Observation data Epoch J2000.0 Equinox ICRS
- Constellation: Chamaeleon
- Right ascension: 13^{h} 39^{m} 11.99015^{s}
- Declination: −75° 41′ 01.6128″
- Apparent magnitude (V): 6.32 (6.34 - 6.38)

Characteristics
- Evolutionary stage: main sequence star
- Spectral type: B8 IV
- U−B color index: −0.26
- B−V color index: +0.01
- Variable type: SPB

Astrometry
- Radial velocity (R_{v}): 18.2±2.3 km/s
- Proper motion (μ): RA: −20.690 mas/yr Dec.: −14.712 mas/yr
- Parallax (π): 3.7743±0.0289 mas
- Distance: 864 ± 7 ly (265 ± 2 pc)
- Absolute magnitude (M_{V}): −0.54

Details
- Mass: 3.63±0.12 M_{☉}
- Radius: 5.52±0.28 R_{☉}
- Luminosity: 293^{+50} _{−42} L_{☉}
- Temperature: 11,350^{+79} _{−78} K
- Metallicity [Fe/H]: 0.00 dex
- Rotational velocity (v sin i): 67 km/s
- Age: 309 Myr
- Other designations: 49 G. Chamaeleontis, DY Cha, CD−75°632, CPD−75°882, FK5 503, GC 18406, HD 118285, HIP 66607, HR 5115, SAO 257069

Database references
- SIMBAD: data

= HD 118285 =

SPB star in the constellation Chamaeleon

HD 118285, also known as HR 5115, is a variable star located in the southern circumpolar constellation Chamaeleon. DY Chamaeleontis (DY Cha) is its variable star designation. It has an average apparent magnitude of 6.32, placing it near the limit for naked eye visibility. The object is located relatively far at a distance of 864 light years based on Gaia DR3 parallax measurements but is receding with a heliocentric radial velocity of 18 km/s. At its current distance, HD 118285's brightness is diminished by 0.58 magnitudes due to interstellar dust.
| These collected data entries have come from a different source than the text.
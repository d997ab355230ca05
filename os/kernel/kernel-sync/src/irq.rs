//! Interrupt flag control.
//!
//! The allocator never touches `cli`/`sti` directly. It goes through an
//! [`InterruptControl`] so the same code runs on the CPU ([`Native`], x86 only)
//! and in a hosted model where the flag is a plain variable.

/// Query and change the interrupt-enable state of the executing CPU.
pub trait InterruptControl {
    /// `true` if maskable interrupts are currently delivered.
    fn enabled(&self) -> bool;

    /// Mask interrupts.
    fn disable(&self);

    /// Unmask interrupts.
    fn enable(&self);

    /// Disable interrupts and return a guard that restores the prior state.
    #[inline]
    fn guard(&self) -> IrqGuard<'_, Self>
    where
        Self: Sized,
    {
        IrqGuard::new(self)
    }
}

impl<I: InterruptControl> InterruptControl for &I {
    fn enabled(&self) -> bool {
        (**self).enabled()
    }

    fn disable(&self) {
        (**self).disable();
    }

    fn enable(&self) {
        (**self).enable();
    }
}

/// RAII guard that disables interrupts on creation and restores them on drop.
///
/// The guard snapshots the interrupt state. If interrupts were enabled it
/// disables them; on drop it re-enables them **only** if they were enabled
/// before, so nested guards compose.
///
/// ```
/// use core::cell::Cell;
/// use kernel_sync::{InterruptControl, IrqGuard};
///
/// struct Flag(Cell<bool>);
/// impl InterruptControl for Flag {
///     fn enabled(&self) -> bool { self.0.get() }
///     fn disable(&self) { self.0.set(false) }
///     fn enable(&self) { self.0.set(true) }
/// }
///
/// let cpu = Flag(Cell::new(true));
/// {
///     let _g = IrqGuard::new(&cpu);
///     assert!(!cpu.enabled());
/// }
/// assert!(cpu.enabled());
/// ```
pub struct IrqGuard<'a, I: InterruptControl> {
    irq: &'a I,
    /// Whether interrupts were enabled when the guard was created.
    were_enabled: bool,
}

impl<'a, I: InterruptControl> IrqGuard<'a, I> {
    #[inline]
    #[must_use]
    pub fn new(irq: &'a I) -> Self {
        let were_enabled = irq.enabled();
        if were_enabled {
            irq.disable();
        }
        Self { irq, were_enabled }
    }

    /// The state that will be restored on drop.
    #[inline]
    #[must_use]
    pub const fn were_enabled(&self) -> bool {
        self.were_enabled
    }
}

impl<I: InterruptControl> Drop for IrqGuard<'_, I> {
    fn drop(&mut self) {
        if self.were_enabled {
            self.irq.enable();
        }
    }
}

/// The executing CPU's `IF` flag, driven by `cli`/`sti`.
///
/// # Safety & Privilege
///
/// Only usable at ring 0. Executing `cli`/`sti` in user mode faults.
#[cfg(any(target_arch = "x86", target_arch = "x86_64"))]
#[derive(Debug, Default, Copy, Clone)]
pub struct Native;

#[cfg(any(target_arch = "x86", target_arch = "x86_64"))]
impl Native {
    /// Bit 9 of `EFLAGS`/`RFLAGS`.
    const IF: usize = 1 << 9;

    #[inline]
    #[must_use]
    pub fn flags() -> usize {
        let r: usize;
        #[cfg(target_arch = "x86")]
        unsafe {
            core::arch::asm!("pushfd; pop {}", out(reg) r, options(preserves_flags));
        }
        #[cfg(target_arch = "x86_64")]
        unsafe {
            core::arch::asm!("pushfq; pop {}", out(reg) r, options(preserves_flags));
        }
        r
    }
}

#[cfg(any(target_arch = "x86", target_arch = "x86_64"))]
impl InterruptControl for Native {
    #[inline]
    fn enabled(&self) -> bool {
        Self::flags() & Self::IF != 0
    }

    #[inline]
    fn disable(&self) {
        unsafe { core::arch::asm!("cli", options(nomem, nostack)) }
    }

    #[inline]
    fn enable(&self) {
        unsafe { core::arch::asm!("sti", options(nomem, nostack)) }
    }
}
HD 118285's variability was first observed in a 1998 Hipparcos survey focusing on the discovery of slowly pulsating B-type stars (SPB). It was later confirmed to be an SPB star and given the variable designation DY Chamaeleontis. It fluctuates between magnitudes 6.34 and 6.38 in the visual passband with a period of 23 hours.

This is a slightly evolved B-type star with a stellar classification of B8 IV. Contrary to the classification, stellar evolution models from Zorec and Royer (2012) model it as a dwarf star that has completed 89.1% of its main sequence life. It has 3.6 times the mass of the Sun and 5.5 times its girth. It radiates 293 times the luminosity of the Sun from its photosphere at an effective temperature of 11350 K, giving it a bluish-white hue. It is estimated to be 309 million years old and spins modestly with a projected rotational velocity of 67 km/s.